Hundreds of Anglican churches could face closure by 2026 as part of proposed plans by the Church of England.
A report by the Church Commissioners, who manage the Church’s investments, shows up to 368 church buildings could be at risk within the next two to five years.
This figure comes from a diocesan survey which asked for estimates on the number of closures a diocese might bring forward in a two to five year period.
It found that 12 dioceses were considering up to five closures, nine were planning between six and 12 closures, and five were planning up to 40 within the next two to five years.
The Church has stated that this figure comes by aggregating a “worst case scenario based on the indications we were given” in the survey.
“There are concerns that increasing financial and demographic pressures might make it more likely that more closures will be necessary,” it states, however “closure is a slow process, and it is often the case that dioceses do not bring forward as many as planned.”
The Church’s administrating body has cited a decline in church attendance, a shortage of clergy and the impact of the pandemic as key factors for potential closures.
The UK has approximately 40,000 churches, some 16,000 of which are Anglican.
Prior to the coronavirus crisis the Church of England closed an average of 20-25 churches every year.
The report suggests speeding up the process for closures by reducing consultations, appeals and the input from heritage bodies.
The consultation document reads: “What is needed are faster processes which would allow for an increase in closures over time to be managed in a sensible way.”
The National Churches Trust says the consultation process is vital.
Spokesperson Eddie Tulasiewicz told Premier streamlining it isn’t a good idea:
“Consultation is really important when we’re talking about what is really a national asset, the Church of England’s church buildings, they’re there for everybody, not just members of the Church of England, but for the community as well.”
A large number of Anglican churches no longer in use are given to other Christian denominations, or utilised as community centres as well as being sold for housing.

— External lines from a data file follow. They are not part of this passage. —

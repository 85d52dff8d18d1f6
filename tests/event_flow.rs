// Event flow tests: onboarding chain wiring and projection math over the
// in-process bus, without a database.

use std::sync::{Arc, Mutex};
use std::time::Duration;

use async_trait::async_trait;
use uuid::Uuid;

use pesa_wallet::error::Result;
use pesa_wallet::events::{
    CustomerCreatedPayload, EventBus, EventBusConfig, EventEnvelope, EventHandler, EventType,
    Topic, TransactionEventPayload, UserEventPayload,
};
use pesa_wallet::models::{EntryType, TransactionType, CASH_ACCOUNT};
use pesa_wallet::services::ledger::build_entries;
use pesa_wallet::services::projector::wallet_deltas;

async fn wait_until(check: impl Fn() -> bool) {
    tokio::time::timeout(Duration::from_secs(5), async {
        loop {
            if check() {
                break;
            }
            tokio::time::sleep(Duration::from_millis(10)).await;
        }
    })
    .await
    .expect("condition not reached in time");
}

/// Consumes USER_REGISTERED and publishes CUSTOMER_CREATED, the way the
/// customer core chains onboarding.
struct ProvisioningStage {
    bus: Arc<EventBus>,
    provisioned: Mutex<Vec<String>>,
}

#[async_trait]
impl EventHandler for ProvisioningStage {
    fn name(&self) -> &'static str {
        "provisioning-stage"
    }

    async fn handle(&self, event: &EventEnvelope) -> Result<()> {
        if event.event_type != EventType::UserRegistered {
            return Ok(());
        }

        let payload: UserEventPayload = event.decode_payload()?;

        // Idempotent: a replayed registration provisions nothing new
        {
            let mut provisioned = self.provisioned.lock().unwrap();
            if provisioned.contains(&payload.user_id) {
                return Ok(());
            }
            provisioned.push(payload.user_id.clone());
        }

        let downstream = CustomerCreatedPayload {
            customer_id: 1,
            user_id: payload.user_id,
        };
        self.bus
            .publish(EventEnvelope::new(
                EventType::CustomerCreated,
                "1",
                &downstream,
            )?)
            .await
    }
}

struct RecordingStage {
    seen: Mutex<Vec<CustomerCreatedPayload>>,
}

#[async_trait]
impl EventHandler for RecordingStage {
    fn name(&self) -> &'static str {
        "recording-stage"
    }

    async fn handle(&self, event: &EventEnvelope) -> Result<()> {
        if event.event_type == EventType::CustomerCreated {
            self.seen.lock().unwrap().push(event.decode_payload()?);
        }
        Ok(())
    }
}

#[tokio::test]
async fn test_registration_chains_to_customer_created() {
    let bus = Arc::new(EventBus::new(EventBusConfig::default()));

    let provisioner = Arc::new(ProvisioningStage {
        bus: bus.clone(),
        provisioned: Mutex::new(Vec::new()),
    });
    let recorder = Arc::new(RecordingStage {
        seen: Mutex::new(Vec::new()),
    });

    bus.subscribe(Topic::UserEvents, provisioner.clone());
    bus.subscribe(Topic::CustomerEvents, recorder.clone());
    bus.start();

    let registered = UserEventPayload {
        user_id: "subject-1".to_string(),
        username: "testuser".to_string(),
        email: Some("test@example.com".to_string()),
    };
    let envelope =
        EventEnvelope::new(EventType::UserRegistered, "subject-1", &registered).unwrap();

    // At-least-once: the same registration arrives twice
    bus.publish(envelope.clone()).await.unwrap();
    bus.publish(envelope).await.unwrap();

    wait_until(|| !recorder.seen.lock().unwrap().is_empty()).await;
    // give the duplicate time to flow through before asserting exactly-one
    tokio::time::sleep(Duration::from_millis(100)).await;

    let seen = recorder.seen.lock().unwrap();
    assert_eq!(seen.len(), 1, "replay must not provision a second customer");
    assert_eq!(seen[0].user_id, "subject-1");
    assert_eq!(seen[0].customer_id, 1);

    bus.shutdown();
}

#[tokio::test]
async fn test_duplicate_completed_events_reach_the_consumer() {
    // The bus makes no dedup promises; consumers own that. Both deliveries
    // must arrive so the projector's dedup set has something to discard.
    struct Counter {
        count: Mutex<u32>,
    }

    #[async_trait]
    impl EventHandler for Counter {
        fn name(&self) -> &'static str {
            "counter"
        }

        async fn handle(&self, _event: &EventEnvelope) -> Result<()> {
            *self.count.lock().unwrap() += 1;
            Ok(())
        }
    }

    let bus = Arc::new(EventBus::new(EventBusConfig::default()));
    let counter = Arc::new(Counter {
        count: Mutex::new(0),
    });
    bus.subscribe(Topic::TransactionEvents, counter.clone());
    bus.start();

    let payload = TransactionEventPayload {
        transaction_id: Uuid::new_v4(),
        transaction_type: "DEPOSIT".to_string(),
        status: "COMPLETED".to_string(),
        amount: "100.00".parse().unwrap(),
        currency: "KES".to_string(),
        from_wallet_id: None,
        to_wallet_id: Some(Uuid::new_v4()),
        completed_at: None,
        failure_reason: None,
    };
    let envelope = EventEnvelope::new(
        EventType::TransactionCompleted,
        payload.transaction_id.to_string(),
        &payload,
    )
    .unwrap();

    bus.publish(envelope.clone()).await.unwrap();
    bus.publish(envelope).await.unwrap();

    wait_until(|| *counter.count.lock().unwrap() == 2).await;
    bus.shutdown();
}

#[test]
fn test_deposit_ledger_and_projection_agree() {
    // Scenario: deposit 100.00 into an empty wallet. The ledger writes one
    // DEBIT on the cash account and one CREDIT on the wallet; the projector
    // applies +100.00 to the same wallet.
    let wallet = Uuid::new_v4();
    let amount = "100.00".parse().unwrap();

    let (debit, credit) = build_entries(
        TransactionType::Deposit,
        amount,
        None,
        Some((wallet, "0".parse().unwrap())),
    )
    .unwrap();

    assert_eq!(debit.account, CASH_ACCOUNT);
    assert_eq!(debit.entry_type, EntryType::Debit);
    assert_eq!(credit.entry_type, EntryType::Credit);
    assert_eq!(credit.balance_after, amount);

    let payload = TransactionEventPayload {
        transaction_id: Uuid::new_v4(),
        transaction_type: "DEPOSIT".to_string(),
        status: "COMPLETED".to_string(),
        amount,
        currency: "KES".to_string(),
        from_wallet_id: None,
        to_wallet_id: Some(wallet),
        completed_at: None,
        failure_reason: None,
    };

    let deltas = wallet_deltas(&payload).unwrap();
    assert_eq!(deltas, vec![(wallet, amount)]);
}

#[test]
fn test_transfer_ledger_and_projection_agree() {
    // Scenario: transfer 150.00 from a wallet holding 500.00 to an empty one.
    let from = Uuid::new_v4();
    let to = Uuid::new_v4();
    let amount = "150.00".parse().unwrap();

    let (debit, credit) = build_entries(
        TransactionType::Transfer,
        amount,
        Some((from, "500.00".parse().unwrap())),
        Some((to, "0".parse().unwrap())),
    )
    .unwrap();

    assert_eq!(debit.wallet_id, Some(from));
    assert_eq!(debit.balance_after, "350.00".parse().unwrap());
    assert_eq!(credit.wallet_id, Some(to));
    assert_eq!(credit.balance_after, "150.00".parse().unwrap());

    let payload = TransactionEventPayload {
        transaction_id: Uuid::new_v4(),
        transaction_type: "TRANSFER".to_string(),
        status: "COMPLETED".to_string(),
        amount,
        currency: "KES".to_string(),
        from_wallet_id: Some(from),
        to_wallet_id: Some(to),
        completed_at: None,
        failure_reason: None,
    };

    let deltas = wallet_deltas(&payload).unwrap();
    assert_eq!(
        deltas,
        vec![
            (from, "-150.00".parse().unwrap()),
            (to, "150.00".parse().unwrap()),
        ]
    );
}
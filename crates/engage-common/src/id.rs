use serde::{Deserialize, Serialize};
use std::fmt;

/// Generate a client-local draft identifier for the comment draft cache.
pub fn new_draft_id() -> String {
    uuid::Uuid::new_v4().to_string()
}

/// Opaque identifier scoping which discussion thread is being polled.
#[derive(Debug, Clone, PartialEq, Eq, Hash, Serialize, Deserialize)]
pub struct ConversationId(String);

impl ConversationId {
    pub fn new(id: impl Into<String>) -> Self {
        Self(id.into())
    }

    pub fn as_str(&self) -> &str {
        &self.0
    }
}

impl From<&str> for ConversationId {
    fn from(id: &str) -> Self {
        Self(id.to_string())
    }
}

impl From<String> for ConversationId {
    fn from(id: String) -> Self {
        Self(id)
    }
}

impl fmt::Display for ConversationId {
    fn fmt(&self, f: &mut fmt::Formatter<'_>) -> fmt::Result {
        write!(f, "{}", self.0)
    }
}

Tulasiewicz said that before a church is deemed that it “no longer has a future”, careful consideration needs to be given to how resources are spent, the problems a church is facing and its community and heritage contributions.
“Consultation really should be thorough and shouldn’t be rushed”, he added. “I think we’ve got to look at church buildings as being a huge asset. Once they’re closed, they’re closed for good.”
The National Churches Trust is launching a national consultation next month to gather public opinion on the importance and relevance of church buildings in the UK.
Responding to the speculation, a spokesperson for the Church Commissioners for England said: “Earlier this year the Church Commissioners launched a consultation on potential ways to simplify the Mission and Pastoral Measure – the legislation governing how parish reorganisations happen. That is ongoing until the end of this month and everyone is welcome to respond.
“It is not true to say that there is a plan under which up to 368 churches are ‘earmarked’ for closure, as some have claimed.
“The Church Commissioners asked dioceses to provide an estimate of the number of closures they might expect to see in a five-year period, amid some financial and demographic pressures.
“They provided a range in their answers which equates to around one to two per cent of Church of England churches. The upper figure is a worst case scenario based on the indications given, and does not represent an actual figure.
“Closure is a slow process, and it is often the case that dioceses do not bring forward as many as planned and that circumstances on the ground change over time.”